Exercise material -
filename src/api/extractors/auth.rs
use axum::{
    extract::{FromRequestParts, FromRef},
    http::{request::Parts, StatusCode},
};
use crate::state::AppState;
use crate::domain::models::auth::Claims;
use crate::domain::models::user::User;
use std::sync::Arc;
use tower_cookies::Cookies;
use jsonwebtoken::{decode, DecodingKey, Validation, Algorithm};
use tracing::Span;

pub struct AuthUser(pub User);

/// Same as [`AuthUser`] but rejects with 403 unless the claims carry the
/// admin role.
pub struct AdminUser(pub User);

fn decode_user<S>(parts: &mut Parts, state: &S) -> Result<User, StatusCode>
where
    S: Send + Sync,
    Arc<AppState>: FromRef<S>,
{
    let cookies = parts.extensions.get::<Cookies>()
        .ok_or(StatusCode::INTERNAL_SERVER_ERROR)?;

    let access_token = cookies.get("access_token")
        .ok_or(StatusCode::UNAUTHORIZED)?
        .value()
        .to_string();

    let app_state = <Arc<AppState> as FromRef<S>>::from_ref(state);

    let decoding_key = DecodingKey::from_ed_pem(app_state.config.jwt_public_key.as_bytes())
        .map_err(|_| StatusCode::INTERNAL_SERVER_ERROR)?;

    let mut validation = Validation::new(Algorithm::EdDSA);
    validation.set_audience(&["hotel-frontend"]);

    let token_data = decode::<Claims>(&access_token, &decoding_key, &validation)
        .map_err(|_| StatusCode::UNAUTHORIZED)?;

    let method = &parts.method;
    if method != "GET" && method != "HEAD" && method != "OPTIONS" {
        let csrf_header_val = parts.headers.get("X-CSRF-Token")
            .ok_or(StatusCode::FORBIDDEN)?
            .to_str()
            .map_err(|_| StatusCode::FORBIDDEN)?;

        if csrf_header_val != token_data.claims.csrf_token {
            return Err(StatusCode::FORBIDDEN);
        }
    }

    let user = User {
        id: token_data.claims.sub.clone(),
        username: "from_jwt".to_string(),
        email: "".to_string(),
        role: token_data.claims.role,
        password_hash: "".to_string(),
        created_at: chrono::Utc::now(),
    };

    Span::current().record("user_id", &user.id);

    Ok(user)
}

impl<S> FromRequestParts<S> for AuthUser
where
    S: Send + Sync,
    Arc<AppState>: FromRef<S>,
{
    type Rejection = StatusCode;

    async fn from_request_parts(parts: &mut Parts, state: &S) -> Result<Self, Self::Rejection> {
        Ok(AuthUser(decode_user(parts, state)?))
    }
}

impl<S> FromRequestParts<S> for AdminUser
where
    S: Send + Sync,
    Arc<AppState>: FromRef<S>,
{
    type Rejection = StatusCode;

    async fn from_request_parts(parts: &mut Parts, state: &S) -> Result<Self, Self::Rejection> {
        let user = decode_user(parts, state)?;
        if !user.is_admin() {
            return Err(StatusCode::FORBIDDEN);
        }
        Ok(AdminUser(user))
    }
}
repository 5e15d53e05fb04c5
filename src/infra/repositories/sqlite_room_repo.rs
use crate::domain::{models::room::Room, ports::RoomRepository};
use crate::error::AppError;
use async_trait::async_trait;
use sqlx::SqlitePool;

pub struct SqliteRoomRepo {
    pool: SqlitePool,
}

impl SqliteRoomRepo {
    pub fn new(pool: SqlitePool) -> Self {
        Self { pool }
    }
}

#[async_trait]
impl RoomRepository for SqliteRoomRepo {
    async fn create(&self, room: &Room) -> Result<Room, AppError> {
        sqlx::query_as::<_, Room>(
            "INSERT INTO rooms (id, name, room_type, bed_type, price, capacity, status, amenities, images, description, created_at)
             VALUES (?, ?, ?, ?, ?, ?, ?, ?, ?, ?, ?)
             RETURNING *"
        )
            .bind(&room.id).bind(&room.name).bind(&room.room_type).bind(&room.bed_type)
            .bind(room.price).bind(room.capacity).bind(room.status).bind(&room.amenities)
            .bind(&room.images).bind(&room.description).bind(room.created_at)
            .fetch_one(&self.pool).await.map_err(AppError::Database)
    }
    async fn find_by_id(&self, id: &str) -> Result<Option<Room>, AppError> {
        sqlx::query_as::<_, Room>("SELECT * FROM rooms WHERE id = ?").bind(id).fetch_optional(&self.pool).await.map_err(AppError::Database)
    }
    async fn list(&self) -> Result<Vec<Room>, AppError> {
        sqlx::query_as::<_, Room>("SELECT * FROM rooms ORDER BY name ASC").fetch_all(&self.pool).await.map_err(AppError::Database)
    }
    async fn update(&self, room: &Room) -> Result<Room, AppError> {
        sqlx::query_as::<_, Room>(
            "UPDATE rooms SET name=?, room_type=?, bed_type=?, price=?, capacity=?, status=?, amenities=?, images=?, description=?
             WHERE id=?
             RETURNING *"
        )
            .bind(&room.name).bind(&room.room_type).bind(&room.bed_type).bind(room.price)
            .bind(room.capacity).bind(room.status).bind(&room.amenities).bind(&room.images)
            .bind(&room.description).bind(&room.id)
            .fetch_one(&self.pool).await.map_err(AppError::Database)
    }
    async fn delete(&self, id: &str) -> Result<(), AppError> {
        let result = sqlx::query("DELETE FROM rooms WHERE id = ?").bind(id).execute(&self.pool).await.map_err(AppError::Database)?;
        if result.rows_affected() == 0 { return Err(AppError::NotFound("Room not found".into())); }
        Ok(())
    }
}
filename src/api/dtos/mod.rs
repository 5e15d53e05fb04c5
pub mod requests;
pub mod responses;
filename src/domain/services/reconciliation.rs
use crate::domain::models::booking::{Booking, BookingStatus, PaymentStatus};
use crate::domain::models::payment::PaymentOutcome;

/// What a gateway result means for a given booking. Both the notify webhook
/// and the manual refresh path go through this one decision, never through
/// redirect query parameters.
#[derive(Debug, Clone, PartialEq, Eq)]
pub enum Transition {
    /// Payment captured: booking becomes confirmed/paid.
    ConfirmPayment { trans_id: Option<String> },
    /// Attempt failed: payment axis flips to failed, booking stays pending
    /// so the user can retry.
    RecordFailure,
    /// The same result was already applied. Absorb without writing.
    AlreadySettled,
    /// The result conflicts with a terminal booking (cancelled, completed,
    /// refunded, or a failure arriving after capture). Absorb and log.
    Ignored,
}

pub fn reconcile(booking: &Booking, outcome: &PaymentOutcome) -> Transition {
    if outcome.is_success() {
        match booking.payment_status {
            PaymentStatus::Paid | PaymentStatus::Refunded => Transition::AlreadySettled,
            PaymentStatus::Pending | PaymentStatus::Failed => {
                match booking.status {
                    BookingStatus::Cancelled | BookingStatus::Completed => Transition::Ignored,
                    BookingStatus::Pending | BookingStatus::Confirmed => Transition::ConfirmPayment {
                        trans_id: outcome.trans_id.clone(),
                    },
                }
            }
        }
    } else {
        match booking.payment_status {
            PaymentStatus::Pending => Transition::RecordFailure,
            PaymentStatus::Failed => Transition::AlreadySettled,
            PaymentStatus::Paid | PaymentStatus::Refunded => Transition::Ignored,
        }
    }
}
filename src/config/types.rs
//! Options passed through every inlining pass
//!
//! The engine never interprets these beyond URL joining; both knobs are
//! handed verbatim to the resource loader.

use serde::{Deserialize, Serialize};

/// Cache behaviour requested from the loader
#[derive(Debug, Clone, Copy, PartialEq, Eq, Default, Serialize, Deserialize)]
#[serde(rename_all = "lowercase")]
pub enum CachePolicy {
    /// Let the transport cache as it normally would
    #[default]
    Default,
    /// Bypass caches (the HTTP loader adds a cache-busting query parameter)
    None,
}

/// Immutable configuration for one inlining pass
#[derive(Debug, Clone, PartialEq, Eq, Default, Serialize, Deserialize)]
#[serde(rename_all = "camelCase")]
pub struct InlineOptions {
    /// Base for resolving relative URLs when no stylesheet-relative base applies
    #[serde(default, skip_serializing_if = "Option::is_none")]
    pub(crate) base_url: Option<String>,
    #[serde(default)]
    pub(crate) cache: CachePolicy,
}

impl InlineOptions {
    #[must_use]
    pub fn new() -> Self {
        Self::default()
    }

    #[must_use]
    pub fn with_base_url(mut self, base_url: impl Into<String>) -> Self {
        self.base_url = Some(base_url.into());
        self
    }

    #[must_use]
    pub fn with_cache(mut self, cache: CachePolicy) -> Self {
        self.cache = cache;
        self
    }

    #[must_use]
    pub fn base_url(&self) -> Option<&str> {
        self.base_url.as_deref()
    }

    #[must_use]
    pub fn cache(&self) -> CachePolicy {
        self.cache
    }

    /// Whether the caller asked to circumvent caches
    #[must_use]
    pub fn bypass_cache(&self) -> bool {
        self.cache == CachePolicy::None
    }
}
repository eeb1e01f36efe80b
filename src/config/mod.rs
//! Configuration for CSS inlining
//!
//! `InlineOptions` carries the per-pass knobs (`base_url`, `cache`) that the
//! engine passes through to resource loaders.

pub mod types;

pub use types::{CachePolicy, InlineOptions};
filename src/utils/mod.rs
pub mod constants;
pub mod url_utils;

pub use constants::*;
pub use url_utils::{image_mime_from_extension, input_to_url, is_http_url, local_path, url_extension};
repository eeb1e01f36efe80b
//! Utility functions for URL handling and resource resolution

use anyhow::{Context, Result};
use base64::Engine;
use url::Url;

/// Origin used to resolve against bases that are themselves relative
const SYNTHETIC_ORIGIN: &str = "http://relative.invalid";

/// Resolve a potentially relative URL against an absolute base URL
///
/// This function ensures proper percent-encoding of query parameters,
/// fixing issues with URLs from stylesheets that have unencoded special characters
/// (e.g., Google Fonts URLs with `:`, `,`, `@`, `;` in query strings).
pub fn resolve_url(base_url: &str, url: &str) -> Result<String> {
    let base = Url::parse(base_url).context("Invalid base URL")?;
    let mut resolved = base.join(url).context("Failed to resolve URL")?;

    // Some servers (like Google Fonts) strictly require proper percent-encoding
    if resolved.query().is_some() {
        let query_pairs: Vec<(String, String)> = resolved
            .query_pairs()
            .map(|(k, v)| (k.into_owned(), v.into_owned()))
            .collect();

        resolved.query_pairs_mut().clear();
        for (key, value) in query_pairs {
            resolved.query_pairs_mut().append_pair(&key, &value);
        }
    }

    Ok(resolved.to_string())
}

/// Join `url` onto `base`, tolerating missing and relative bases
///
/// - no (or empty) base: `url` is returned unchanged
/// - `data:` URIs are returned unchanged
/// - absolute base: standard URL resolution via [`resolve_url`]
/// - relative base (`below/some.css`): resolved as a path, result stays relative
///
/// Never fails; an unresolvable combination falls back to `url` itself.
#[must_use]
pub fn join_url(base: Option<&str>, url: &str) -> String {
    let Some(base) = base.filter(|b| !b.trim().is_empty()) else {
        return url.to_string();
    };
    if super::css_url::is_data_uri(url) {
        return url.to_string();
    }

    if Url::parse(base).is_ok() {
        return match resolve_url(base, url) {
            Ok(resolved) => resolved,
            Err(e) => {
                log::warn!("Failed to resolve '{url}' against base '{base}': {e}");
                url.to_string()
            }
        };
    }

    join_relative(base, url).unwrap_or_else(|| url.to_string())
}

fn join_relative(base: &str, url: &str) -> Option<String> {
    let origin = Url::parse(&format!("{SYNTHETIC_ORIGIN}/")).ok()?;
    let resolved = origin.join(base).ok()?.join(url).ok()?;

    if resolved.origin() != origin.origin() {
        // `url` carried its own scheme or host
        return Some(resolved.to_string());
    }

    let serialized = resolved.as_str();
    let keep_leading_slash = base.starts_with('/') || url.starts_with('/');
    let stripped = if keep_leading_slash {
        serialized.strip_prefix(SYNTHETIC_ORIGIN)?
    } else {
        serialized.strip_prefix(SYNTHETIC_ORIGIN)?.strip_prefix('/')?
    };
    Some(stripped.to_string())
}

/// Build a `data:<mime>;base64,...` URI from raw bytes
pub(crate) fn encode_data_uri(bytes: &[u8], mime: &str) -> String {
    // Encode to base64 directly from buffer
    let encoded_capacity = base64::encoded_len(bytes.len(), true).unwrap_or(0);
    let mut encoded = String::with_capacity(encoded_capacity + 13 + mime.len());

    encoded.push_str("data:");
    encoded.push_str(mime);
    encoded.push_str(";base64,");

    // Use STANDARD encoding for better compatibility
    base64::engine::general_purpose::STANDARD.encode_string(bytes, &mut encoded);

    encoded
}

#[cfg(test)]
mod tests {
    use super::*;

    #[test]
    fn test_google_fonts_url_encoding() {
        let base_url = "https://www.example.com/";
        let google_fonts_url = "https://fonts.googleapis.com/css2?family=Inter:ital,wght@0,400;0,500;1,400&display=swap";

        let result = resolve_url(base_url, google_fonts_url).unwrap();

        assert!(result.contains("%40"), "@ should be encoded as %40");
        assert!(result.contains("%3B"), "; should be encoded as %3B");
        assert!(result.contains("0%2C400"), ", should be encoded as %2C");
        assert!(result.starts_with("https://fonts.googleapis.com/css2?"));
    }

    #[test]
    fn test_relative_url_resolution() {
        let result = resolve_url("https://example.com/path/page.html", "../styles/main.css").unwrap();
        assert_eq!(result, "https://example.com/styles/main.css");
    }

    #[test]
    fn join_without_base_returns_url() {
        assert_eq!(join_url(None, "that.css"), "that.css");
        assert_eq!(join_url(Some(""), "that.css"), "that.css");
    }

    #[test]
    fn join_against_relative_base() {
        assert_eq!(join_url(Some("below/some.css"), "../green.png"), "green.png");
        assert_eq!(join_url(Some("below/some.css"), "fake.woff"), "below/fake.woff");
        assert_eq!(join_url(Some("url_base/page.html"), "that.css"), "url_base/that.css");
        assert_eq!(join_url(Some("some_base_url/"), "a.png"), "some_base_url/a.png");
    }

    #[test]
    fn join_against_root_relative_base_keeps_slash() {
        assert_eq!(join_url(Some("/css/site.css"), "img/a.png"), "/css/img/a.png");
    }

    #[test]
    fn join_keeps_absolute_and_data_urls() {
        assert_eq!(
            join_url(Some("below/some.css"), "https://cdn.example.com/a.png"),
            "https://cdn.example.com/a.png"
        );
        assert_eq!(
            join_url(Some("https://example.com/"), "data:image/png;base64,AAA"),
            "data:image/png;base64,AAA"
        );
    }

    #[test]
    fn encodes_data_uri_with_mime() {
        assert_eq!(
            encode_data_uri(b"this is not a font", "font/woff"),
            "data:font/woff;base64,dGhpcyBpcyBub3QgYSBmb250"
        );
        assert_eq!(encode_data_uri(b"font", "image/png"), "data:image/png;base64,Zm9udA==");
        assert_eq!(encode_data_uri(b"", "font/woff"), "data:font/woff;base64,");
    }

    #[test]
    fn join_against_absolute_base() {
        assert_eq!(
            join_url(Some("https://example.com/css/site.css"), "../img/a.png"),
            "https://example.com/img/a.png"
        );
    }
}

Task to carry out -
Beginning with the line containing "pub mod constants;" and ending with the line containing "and resource resolution", extract those lines exactly from the listing above, and only those.

Response area -
pub mod constants;
pub mod url_utils;

pub use constants::*;
pub use url_utils::{image_mime_from_extension, input_to_url, is_http_url, local_path, url_extension};
repository eeb1e01f36efe80b
//! Utility functions for URL handling and resource resolution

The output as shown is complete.